The 2017 nominees are:

Best in Innovation, Programing

Dismas House
Dismas House was established in 1974 by Father Jack Hickey and a group of Vanderbilt University students who wanted to create a safe haven for former offenders. The clients were transitioning out of prison. The team desired a place that would build a deeper sense of community for all parties and would help former offenders find supportive services, obtain jobs and become full and successful participants in the larger society. That vision was the genesis of Dismas House, which opened in Nashville later that year as an extension of the Vanderbilt Prison Project. Dismas has received its first Tennessee Housing Trust Fund grant in 2017 to build a larger facility in Nashville.

NeighborWorks® Alliance TennCare pilots – HomeSource east tennessee, Affordable Housing Resources, United Housing
Three Tennessee NeighborWorks® America organizations each received $300,000 to create permanent housing for clients using TennCare. HomeSource east tennessee (Knoxville) is building group homes. Affordable Housing Resources (Nashville) is working on 500-square foot micro homes. United Housing (Memphis) is building three-bedroom homes.

Highland Resources
Words matter. Highlands Residential Services recognized their housing services to communities in the Highland Rim and Upper Cumberland areas would be better understood if they left behind their original name, Cookeville Housing Authority.
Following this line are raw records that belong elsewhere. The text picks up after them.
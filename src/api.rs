//! # API Composition
//!
//! Assembly of endpoints into resources and resources into a dispatchable
//! API.
//!
//! A [`Resource`] groups named actions, nested resources, and model schemas.
//! An [`Api`] flattens the whole tree into a route table at build time,
//! wires in plugins, and serves requests through [`Api::handle`], which maps
//! every failure onto a response, or [`Api::try_handle`], which hands errors
//! back to the embedder untouched.
//!
//! Unless disabled, the builder adds a `getOpenapi` action serving a minimal
//! OpenAPI document for the composed endpoints at `GET {base_path}/openapi`.

use std::collections::{HashMap, HashSet};
use std::fmt;
use std::sync::Arc;

use serde_json::{json, Map, Value};
use tracing::{debug, error, info, warn};

use crate::context::RequestContext;
use crate::endpoint::{Endpoint, Method, SchemaSource};
use crate::error::{ApiError, ApiResult, ConfigError};
use crate::executor;
use crate::middleware::{Middleware, Plugin, PluginSet};
use crate::request::{self, Params};
use crate::router::Router;
use crate::schema::Schema;

/// A named group of actions, nested resources, and model schemas
#[derive(Debug, Clone)]
pub struct Resource {
    summary: String,
    internal: bool,
    actions: Vec<(String, Arc<Endpoint>)>,
    resources: Vec<(String, Resource)>,
    models: Vec<(String, Schema)>,
}

impl Resource {
    /// Start building a resource
    pub fn builder(summary: impl Into<String>) -> ResourceBuilder {
        ResourceBuilder {
            summary: summary.into(),
            internal: false,
            actions: Vec::new(),
            resources: Vec::new(),
            models: Vec::new(),
        }
    }

    /// Human-readable summary
    #[must_use]
    pub fn summary(&self) -> &str {
        &self.summary
    }

    /// Whether the resource is marked internal
    #[must_use]
    pub const fn is_internal(&self) -> bool {
        self.internal
    }

    /// Named actions in declaration order
    #[must_use]
    pub fn actions(&self) -> &[(String, Arc<Endpoint>)] {
        &self.actions
    }

    /// Nested resources in declaration order
    #[must_use]
    pub fn resources(&self) -> &[(String, Resource)] {
        &self.resources
    }

    /// Named model schemas
    #[must_use]
    pub fn models(&self) -> &[(String, Schema)] {
        &self.models
    }

    /// Endpoints of this resource and everything nested beneath it
    ///
    /// Depth-first: a resource's own actions come before its nested
    /// resources, both in declaration order.
    #[must_use]
    pub fn all_endpoints(&self) -> Vec<Arc<Endpoint>> {
        let mut out = Vec::new();
        self.collect_endpoints(&mut out);
        out.into_iter().map(|(_, endpoint)| endpoint).collect()
    }

    fn collect_endpoints(&self, out: &mut Vec<(String, Arc<Endpoint>)>) {
        for (name, endpoint) in &self.actions {
            out.push((name.clone(), Arc::clone(endpoint)));
        }
        for (_, resource) in &self.resources {
            resource.collect_endpoints(out);
        }
    }
}

/// Builder for [`Resource`]
pub struct ResourceBuilder {
    summary: String,
    internal: bool,
    actions: Vec<(String, Arc<Endpoint>)>,
    resources: Vec<(String, Resource)>,
    models: Vec<(String, Schema)>,
}

impl ResourceBuilder {
    /// Mark the resource internal, hiding it from generated documentation
    #[must_use]
    pub fn internal(mut self, internal: bool) -> Self {
        self.internal = internal;
        self
    }

    /// Add a named action
    #[must_use]
    pub fn action(mut self, name: impl Into<String>, endpoint: Endpoint) -> Self {
        self.actions.push((name.into(), Arc::new(endpoint)));
        self
    }

    /// Nest a resource
    #[must_use]
    pub fn resource(mut self, name: impl Into<String>, resource: Resource) -> Self {
        self.resources.push((name.into(), resource));
        self
    }

    /// Register a named model schema
    #[must_use]
    pub fn model(mut self, name: impl Into<String>, schema: Schema) -> Self {
        self.models.push((name.into(), schema));
        self
    }

    /// Validate names and build the resource
    pub fn build(self) -> Result<Resource, ConfigError> {
        let mut seen = HashSet::new();
        for (name, _) in &self.actions {
            if !seen.insert(name.clone()) {
                return Err(ConfigError::DuplicateAction {
                    resource: self.summary,
                    name: name.clone(),
                });
            }
        }
        let mut seen = HashSet::new();
        for (name, _) in &self.resources {
            if !seen.insert(name.clone()) {
                return Err(ConfigError::DuplicateResource {
                    resource: self.summary,
                    name: name.clone(),
                });
            }
        }
        Ok(Resource {
            summary: self.summary,
            internal: self.internal,
            actions: self.actions,
            resources: self.resources,
            models: self.models,
        })
    }
}

/// Network-agnostic response produced by [`Api::handle`]
#[derive(Debug, Clone, PartialEq, Eq)]
pub struct ApiResponse {
    /// HTTP status code
    pub status: u16,
    /// JSON body, absent for bodyless responses
    pub body: Option<Value>,
}

/// Fully composed, dispatchable API
pub struct Api {
    base_path: String,
    router: Router,
    middlewares: Vec<Arc<dyn Middleware>>,
    statics: Arc<Map<String, Value>>,
    source: Option<Arc<dyn SchemaSource>>,
    resources: Vec<(String, Resource)>,
}

impl Api {
    /// Start building an API
    #[must_use]
    pub fn builder() -> ApiBuilder {
        ApiBuilder::default()
    }

    /// Base path used for the generated OpenAPI endpoint
    #[must_use]
    pub fn base_path(&self) -> &str {
        &self.base_path
    }

    /// Route table over every composed endpoint
    #[must_use]
    pub const fn router(&self) -> &Router {
        &self.router
    }

    /// Top-level resources in declaration order
    #[must_use]
    pub fn resources(&self) -> &[(String, Resource)] {
        &self.resources
    }

    /// Every routable endpoint: top-level actions first, then resources
    /// depth-first, all in declaration order
    #[must_use]
    pub fn all_endpoints(&self) -> Vec<Arc<Endpoint>> {
        self.router.endpoints().to_vec()
    }

    /// Handle a request, mapping every failure onto a response
    pub async fn handle(
        &self,
        method: Method,
        target: &str,
        headers: HashMap<String, String>,
        body: Option<Value>,
    ) -> ApiResponse {
        match self.try_handle(method, target, headers, body).await {
            Ok(response) => {
                info!(method = %method, target, status = response.status, "handled request");
                response
            }
            Err(err) => {
                let status = err.status_code();
                if status >= 500 {
                    error!(method = %method, target, status, error = ?err, "request failed");
                } else {
                    debug!(method = %method, target, status, error = %err, "request rejected");
                }
                ApiResponse {
                    status,
                    body: Some(err.response_body()),
                }
            }
        }
    }

    /// Handle a request, returning failures to the caller untouched
    ///
    /// For embedders that run their own error handling. Routing failures
    /// surface as [`ApiError::NotFound`] and [`ApiError::MethodNotAllowed`];
    /// nothing is logged or turned into an error body here.
    pub async fn try_handle(
        &self,
        method: Method,
        target: &str,
        headers: HashMap<String, String>,
        body: Option<Value>,
    ) -> ApiResult<ApiResponse> {
        let (path, query) = request::parse_target(target);
        let Some(matched) = self.router.match_route(method, &path) else {
            let allowed = self.router.allowed_methods(&path);
            if allowed.is_empty() {
                return Err(ApiError::NotFound);
            }
            return Err(ApiError::MethodNotAllowed { method, allowed });
        };
        let params = Params {
            path: matched.path_params,
            query,
            body,
            headers,
        };
        let ctx = RequestContext::new(
            Arc::clone(&matched.endpoint),
            params.headers.clone(),
            Arc::clone(&self.statics),
        );
        let body = executor::execute(
            &matched.endpoint,
            &params,
            &ctx,
            &self.middlewares,
            self.source.as_deref(),
        )
        .await?;
        Ok(ApiResponse { status: 200, body })
    }
}

impl fmt::Debug for Api {
    fn fmt(&self, f: &mut fmt::Formatter<'_>) -> fmt::Result {
        f.debug_struct("Api")
            .field("base_path", &self.base_path)
            .field("routes", &self.router.len())
            .field("middlewares", &self.middlewares.len())
            .finish_non_exhaustive()
    }
}

/// Builder for [`Api`]
pub struct ApiBuilder {
    base_path: String,
    title: String,
    version: String,
    actions: Vec<(String, Arc<Endpoint>)>,
    resources: Vec<(String, Resource)>,
    plugins: PluginSet,
    source: Option<Arc<dyn SchemaSource>>,
    openapi_endpoint: Option<String>,
    openapi_disabled: bool,
}

impl Default for ApiBuilder {
    fn default() -> Self {
        Self {
            base_path: "/api".to_string(),
            title: "API".to_string(),
            version: "1.0.0".to_string(),
            actions: Vec::new(),
            resources: Vec::new(),
            plugins: PluginSet::new(),
            source: None,
            openapi_endpoint: None,
            openapi_disabled: false,
        }
    }
}

impl ApiBuilder {
    /// Base path for the generated OpenAPI endpoint; defaults to `/api`
    #[must_use]
    pub fn base_path(mut self, base_path: impl Into<String>) -> Self {
        self.base_path = base_path.into();
        self
    }

    /// Title and version reported in the OpenAPI document
    #[must_use]
    pub fn info(mut self, title: impl Into<String>, version: impl Into<String>) -> Self {
        self.title = title.into();
        self.version = version.into();
        self
    }

    /// Add a top-level action
    #[must_use]
    pub fn action(mut self, name: impl Into<String>, endpoint: Endpoint) -> Self {
        self.actions.push((name.into(), Arc::new(endpoint)));
        self
    }

    /// Add a resource
    #[must_use]
    pub fn resource(mut self, name: impl Into<String>, resource: Resource) -> Self {
        self.resources.push((name.into(), resource));
        self
    }

    /// Register a plugin; middleware order follows registration order
    #[must_use]
    pub fn plugin<P: Plugin + 'static>(mut self, plugin: P) -> Self {
        self.plugins.register(plugin);
        self
    }

    /// Schema source for endpoints built with deferred schemas
    #[must_use]
    pub fn schema_source<S: SchemaSource + 'static>(mut self, source: S) -> Self {
        self.source = Some(Arc::new(source));
        self
    }

    /// Serve the OpenAPI document at a custom declaration instead of
    /// `GET {base_path}/openapi`
    #[must_use]
    pub fn openapi_endpoint(mut self, endpoint: impl Into<String>) -> Self {
        self.openapi_endpoint = Some(endpoint.into());
        self
    }

    /// Skip the generated OpenAPI endpoint entirely
    #[must_use]
    pub fn disable_openapi(mut self) -> Self {
        self.openapi_disabled = true;
        self
    }

    /// Validate the composition and build the API
    pub fn build(mut self) -> Result<Api, ConfigError> {
        if !self.openapi_disabled {
            let mut named = self.actions.clone();
            for (_, resource) in &self.resources {
                resource.collect_endpoints(&mut named);
            }
            let doc = Arc::new(build_openapi_doc(&self.title, &self.version, &named));
            let decl = self
                .openapi_endpoint
                .take()
                .unwrap_or_else(|| format!("GET {}/openapi", self.base_path));
            let endpoint = Endpoint::builder(decl)
                .summary("OpenAPI document for this API")
                .response_schema(Schema::any())
                .handler_fn(move |_params, _ctx| {
                    let doc = Arc::clone(&doc);
                    async move { Ok((*doc).clone()) }
                })
                .build()?;
            self.actions
                .push(("getOpenapi".to_string(), Arc::new(endpoint)));
        }

        let mut seen = HashSet::new();
        for (name, _) in &self.actions {
            if !seen.insert(name.clone()) {
                return Err(ConfigError::DuplicateAction {
                    resource: self.base_path,
                    name: name.clone(),
                });
            }
        }
        let mut seen = HashSet::new();
        for (name, _) in &self.resources {
            if !seen.insert(name.clone()) {
                return Err(ConfigError::DuplicateResource {
                    resource: self.base_path,
                    name: name.clone(),
                });
            }
        }

        let mut endpoints: Vec<Arc<Endpoint>> = self
            .actions
            .iter()
            .map(|(_, endpoint)| Arc::clone(endpoint))
            .collect();
        for (_, resource) in &self.resources {
            endpoints.extend(resource.all_endpoints());
        }
        if self.source.is_none() && endpoints.iter().any(|e| e.is_deferred()) {
            warn!("deferred endpoints registered without a schema source; they will fail at request time");
        }

        Ok(Api {
            base_path: self.base_path,
            router: Router::new(endpoints),
            middlewares: self.plugins.middlewares(),
            statics: Arc::new(self.plugins.statics()),
            source: self.source,
            resources: self.resources,
        })
    }
}

fn build_openapi_doc(
    title: &str,
    version: &str,
    endpoints: &[(String, Arc<Endpoint>)],
) -> Value {
    let mut paths: Map<String, Value> = Map::new();
    for (name, endpoint) in endpoints {
        let entry = paths
            .entry(endpoint.template().raw().to_string())
            .or_insert_with(|| Value::Object(Map::new()));
        if let Value::Object(methods) = entry {
            let mut op = Map::new();
            op.insert("operationId".to_string(), Value::String(name.clone()));
            if let Some(summary) = endpoint.summary() {
                op.insert("summary".to_string(), Value::String(summary.to_string()));
            }
            if let Some(description) = endpoint.description() {
                op.insert(
                    "description".to_string(),
                    Value::String(description.to_string()),
                );
            }
            methods.insert(
                endpoint.method().as_str().to_lowercase(),
                Value::Object(op),
            );
        }
    }
    json!({
        "openapi": "3.1.0",
        "info": { "title": title, "version": version },
        "paths": paths
    })
}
Their programs and services are designed to help residents prosper in their futures.

Best in Innovation, Financing

Columbia Housing Authority and LHP
The Oakwood Apartments proposal, a partnership between Columbia Housing and LHP, is the recipient of THDA’s first Innovation Round Competitive Housing Credits. Oakwood Apartments is a public housing development owned by CHRC. In 2015, CHRC was granted a Rental Assistance Demonstration grant from HUD which allowed CHRC to pursue financing options and fund extensive public housing renovations. CHRC and LHP developed a creative mix of competitive and noncompetitive housing credits which would provide financing to renovate, not only Oakwood Apartments, but also two other developments.

Appalachia Service Project
The Sevier County fires of November 2016 ravaged many areas of the Great Smoky Mountains. About 2,400 structures, including homes, were destroyed countywide. Developers historically have struggled to make housing affordable in the mountainous area; the fires put the problem in sharp and broad public focus. The Appalachia Service Project (ASP) coordinated with Sevier County staff and others to generate support to rebuild 25 homes for fire victims. ASP used THDA’s Rebuild and Recover program award of $393,750 as a stimulus for additional financial support to fund this rebuilding effort.

Excellence in Partnership

Tennessee Valley Coalition for the Homeless
When the fires broke out in Sevier County in November 2016, few affordable housing organizations existed locally, much less those able to mobilize quickly to shelter the displaced. Few available units existed but that didn’t stop the tireless efforts of Tennessee Valley Coalition for the Homeless. The TVCH took the helm of a monumental feat that continues. TVCH, in partnership with the Helen Ross McNabb Center and Family Promise of Blount County, worked with a THDA $164,000 Emergency Solutions Grant to rapidly re-house fire victims. They worked to find available units; they worked with clients to determine their immediate and future needs; and they worked with additional funders to allow their clients to be effectively helped. Thanks to their efforts, HUD workers recognized Sevier’s unique situation in the wake of the disaster and provided a regulation exception, and the East Tennessee Foundation was crucial in providing additional funding. These groups serve as a wonderful example of coordinating to meet the needs of Tennesseans, especially in crisis.

Memphis HCD
One of the new efforts by the City of Memphis’ Division of Housing & Community Development (HCD) is the weatherization of multi-family complexes. HCD weatherized a total of 64 units in two multi-family complexes during the 2016 Program Year. Memphis’ work to enhance energy efficiency of multi-family units under the Weatherization Assistance Program (WAP) is the first such activity in Tennessee undertaken since THDA began administration of WAP in 2012. These weatherization projects assist Tennesseans living in the highest energy cost burdened area in the country. The weatherization program saves energy, saves money, improves the safety of homes, and the health of the residents.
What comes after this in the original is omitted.